Why 'Enchanted' Is Slightly Warped
Burbank, California—Despite its title, Disney's Enchanted tries too hard to put a happy face on a mediocre movie, not that studio heads aren't smiling from ear to ear after raking in cash from a successful opening. For months, we've been hearing about this picture and how it compares to Walt Disney's classics Snow White and the Seven Dwarfs and Sleeping Beauty.

Not really. This clunky vehicle starts with a premise originally engineered by DreamWorks (with its joke-laden Shrek series) that mocks fairy tale romanticism. That alone is inconsistent with the Disney ethos, which has admittedly been relegated to classic re-releases on DVD and an occasional theatrical adventure, such as Eight Below or National Treasure. Taking an innocent princess and keeping the happy ending, Enchanted is basically an overlay.

Cynicism drives the movie—it is why the happy ending doesn't stand on its own—and there is no reversing that fact. Much of the praise is earned; Enchanted is a fine way to spend time, especially at Hollywood's El Capitan Theatre, which has erected an activities tent behind the grand theater for after the show, and it's one of the more enjoyable movies on the market. Certainly, children could be heard laughing from the balcony. Songs are good, transitions are neat and several scenes are quite clever.

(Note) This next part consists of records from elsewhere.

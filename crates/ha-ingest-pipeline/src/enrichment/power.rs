//! Power correlation enrichment worker.
//!
//! Takes a REST snapshot of entity states from the source instance and
//! correlates the power-class sensor readings with the number of active
//! switchable devices, emitting one `power.correlation` event per fetch.

use std::time::Duration;

use async_trait::async_trait;
use chrono::Utc;
use serde::Deserialize;

use ha_ingest_core::config::PowerConfig;
use ha_ingest_core::error::{IngestError, IngestResult};
use ha_ingest_core::events::{EventSource, NormalizedEvent};

use super::EnrichmentWorker;

pub struct PowerCorrelationWorker {
    config: PowerConfig,
    http: reqwest::Client,
    states_url: String,
}

impl PowerCorrelationWorker {
    pub fn new(config: PowerConfig) -> IngestResult<Self> {
        let http = reqwest::Client::builder()
            .timeout(config.fetch_timeout)
            .build()
            .map_err(|e| {
                IngestError::configuration(format!("failed to build power client: {}", e))
            })?;
        let states_url = format!("{}/api/states", rest_base(&config.ha_url));
        Ok(PowerCorrelationWorker {
            config,
            http,
            states_url,
        })
    }
}

/// The REST API lives on the plain HTTP scheme even when the stream URL was
/// configured as ws(s).
fn rest_base(url: &str) -> String {
    let trimmed = url.trim_end_matches('/');
    if let Some(rest) = trimmed.strip_prefix("ws://") {
        format!("http://{}", rest)
    } else if let Some(rest) = trimmed.strip_prefix("wss://") {
        format!("https://{}", rest)
    } else {
        trimmed.to_string()
    }
}

#[derive(Debug, Deserialize)]
struct StateEntry {
    entity_id: String,
    state: String,
    #[serde(default)]
    attributes: serde_json::Map<String, serde_json::Value>,
}

impl StateEntry {
    fn domain(&self) -> &str {
        self.entity_id.split('.').next().unwrap_or_default()
    }

    fn is_power_sensor(&self) -> bool {
        let device_class = self
            .attributes
            .get("device_class")
            .and_then(|v| v.as_str())
            .unwrap_or_default();
        let unit = self
            .attributes
            .get("unit_of_measurement")
            .and_then(|v| v.as_str())
            .unwrap_or_default();
        self.domain() == "sensor" && (device_class == "power" || unit == "W")
    }

    fn reading(&self) -> Option<f64> {
        self.state.parse::<f64>().ok().filter(|v| v.is_finite())
    }
}

#[async_trait]
impl EnrichmentWorker for PowerCorrelationWorker {
    fn kind(&self) -> &'static str {
        "power_correlation"
    }

    fn interval(&self) -> Duration {
        self.config.interval
    }

    fn cache_ttl(&self) -> Duration {
        self.config.cache_ttl
    }

    fn fetch_timeout(&self) -> Duration {
        self.config.fetch_timeout
    }

    async fn fetch(&self) -> IngestResult<Vec<NormalizedEvent>> {
        let response = self
            .http
            .get(&self.states_url)
            .header("Authorization", format!("Bearer {}", self.config.ha_token))
            .send()
            .await
            .map_err(|e| {
                IngestError::transient_network(&self.states_url, format!("fetch failed: {}", e))
            })?;

        let status = response.status();
        if status == reqwest::StatusCode::UNAUTHORIZED || status == reqwest::StatusCode::FORBIDDEN {
            return Err(IngestError::authentication(
                &self.states_url,
                format!("states endpoint rejected the token: {}", status),
            ));
        }
        if !status.is_success() {
            return Err(IngestError::transient_network(
                &self.states_url,
                format!("states endpoint returned {}", status),
            ));
        }

        let states: Vec<StateEntry> = response.json().await.map_err(|e| {
            IngestError::protocol(format!("states payload undecodable: {}", e))
        })?;

        let total_power_w: f64 = states
            .iter()
            .filter(|s| s.is_power_sensor())
            .filter_map(StateEntry::reading)
            .sum();
        let active_lights = states
            .iter()
            .filter(|s| s.domain() == "light" && s.state == "on")
            .count() as i64;
        let active_switches = states
            .iter()
            .filter(|s| s.domain() == "switch" && s.state == "on")
            .count() as i64;
        let active = active_lights + active_switches;

        let mut attributes = serde_json::Map::new();
        attributes.insert("total_power_w".to_string(), serde_json::json!(total_power_w));
        attributes.insert("active_lights".to_string(), serde_json::json!(active_lights));
        attributes.insert(
            "active_switches".to_string(),
            serde_json::json!(active_switches),
        );
        if active > 0 {
            attributes.insert(
                "watts_per_active_device".to_string(),
                serde_json::json!(total_power_w / active as f64),
            );
        }

        Ok(vec![NormalizedEvent::enrichment(
            EventSource::PowerCorrelation,
            "power.correlation",
            Utc::now(),
            attributes,
            None,
        )])
    }
}

#[cfg(test)]
mod tests {
    use super::*;
    use wiremock::matchers::{header, method, path};
    use wiremock::{Mock, MockServer, ResponseTemplate};

    fn config(ha_url: String) -> PowerConfig {
        PowerConfig {
            ha_url,
            ha_token: "token".to_string(),
            interval: Duration::from_secs(60),
            cache_ttl: Duration::from_secs(30),
            fetch_timeout: Duration::from_secs(5),
        }
    }

    #[test]
    fn rest_base_converts_ws_schemes() {
        assert_eq!(rest_base("ws://ha.local:8123"), "http://ha.local:8123");
        assert_eq!(rest_base("wss://ha.example.com/"), "https://ha.example.com");
        assert_eq!(rest_base("http://ha.local:8123"), "http://ha.local:8123");
    }

    #[tokio::test]
    async fn correlates_power_with_active_devices() {
        let server = MockServer::start().await;
        Mock::given(method("GET"))
            .and(path("/api/states"))
            .and(header("Authorization", "Bearer token"))
            .respond_with(ResponseTemplate::new(200).set_body_json(serde_json::json!([
                {"entity_id": "sensor.plug_power", "state": "120.5",
                 "attributes": {"device_class": "power", "unit_of_measurement": "W"}},
                {"entity_id": "sensor.heater_power", "state": "79.5",
                 "attributes": {"unit_of_measurement": "W"}},
                {"entity_id": "sensor.broken_power", "state": "unavailable",
                 "attributes": {"device_class": "power"}},
                {"entity_id": "light.kitchen", "state": "on", "attributes": {}},
                {"entity_id": "light.hall", "state": "off", "attributes": {}},
                {"entity_id": "switch.heater", "state": "on", "attributes": {}},
                {"entity_id": "sensor.outdoor_temp", "state": "21.5",
                 "attributes": {"unit_of_measurement": "°C"}}
            ])))
            .mount(&server)
            .await;

        let worker = PowerCorrelationWorker::new(config(server.uri())).unwrap();
        let events = worker.fetch().await.unwrap();
        assert_eq!(events.len(), 1);
        let event = &events[0];
        assert_eq!(event.entity_id, "power.correlation");
        assert_eq!(event.source, EventSource::PowerCorrelation);
        assert_eq!(event.attributes["total_power_w"], 200.0);
        assert_eq!(event.attributes["active_lights"], 1);
        assert_eq!(event.attributes["active_switches"], 1);
        assert_eq!(event.attributes["watts_per_active_device"], 100.0);
    }

    #[tokio::test]
    async fn rejected_token_is_an_authentication_error() {
        let server = MockServer::start().await;
        Mock::given(method("GET"))
            .respond_with(ResponseTemplate::new(401))
            .mount(&server)
            .await;

        let worker = PowerCorrelationWorker::new(config(server.uri())).unwrap();
        let err = worker.fetch().await.unwrap_err();
        assert!(matches!(err, IngestError::Authentication { .. }));
    }
}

But one doesn't walk out of The Little Mermaid (or, more aptly, Bedknobs and Broomsticks) smirking about how clever it is—or feeling relieved that a ten year-old missed a crucifixion reference—one exits smiling like a kid, dizzy in the world of fairy tale weddings, flying beds, and fighting knights. There was a genuine sense of wonder about, say, Mary Poppins, and that spoonful of sugar is missing from Enchanted.

Plain Amy Adams, who plays Giselle, the princess from fictitious Andalasia, pulls off naive but, frankly, the Junebug actress, who has to sustain the movie, looks too mature to carry on like an arrested 12-year-old. Too made up as the princess and too matted down for the ballroom sequence, her exaggerated mannerisms are more rehearsed than natural; her most realistic moment comes when Giselle restrains herself with Patrick Dempsey's lawyer.

Enchanted needs more, much more, of that sort of thing, integrating Manhattan's realism with Andalasia's romanticism, rather than playing idealism for grins, which submerges both in artificiality—resulting in a distinct "look at me" self-referencing that, however wily, dilutes Disney's uniquely benevolent approach. The jokes—from depicting dashing Prince Edward (James Marsden) as a dolt to gross gags—almost uniformly undermine the good.

At the climax—which comes too late—the duality implodes. A certain jaded view of reality triumphs, undercutting the romanticism, with the evil queen's (Susan Sarandon) cohort becoming a celebrity, as if that's a desirable outcome. On the flipside, the idealized fantasy is tarnished, with Pip the chipmunk doing book signings in Andalasia, assuring that the land of trolls and princesses will wind up an only slightly less vulgar version of Shrek. This may explain why critics—who typically deplore anything that unabashedly holds the ideal as ideal—are raving about Disney's latest release.

Some are heralding this picture as a resurgence of Disney's two-dimensional animated musical and one could argue that Enchanted is better than nothing (partly true). But two key scenes underscore its deficiencies: when Giselle (Adams) tidies up Dempsey's apartment with rats and roaches and when she skips through Central Park singing and attracting half of New York City. Both are musical numbers, both ostensibly tap the Disney sensibility—and both completely pull the viewer out of the story into some curious hybrid of fantasy and reality that depends upon one's knowledge of other stories—precisely the prerequisite that powered Shrek, which makes Disney's new live action animated movie actually more warped than enchanted.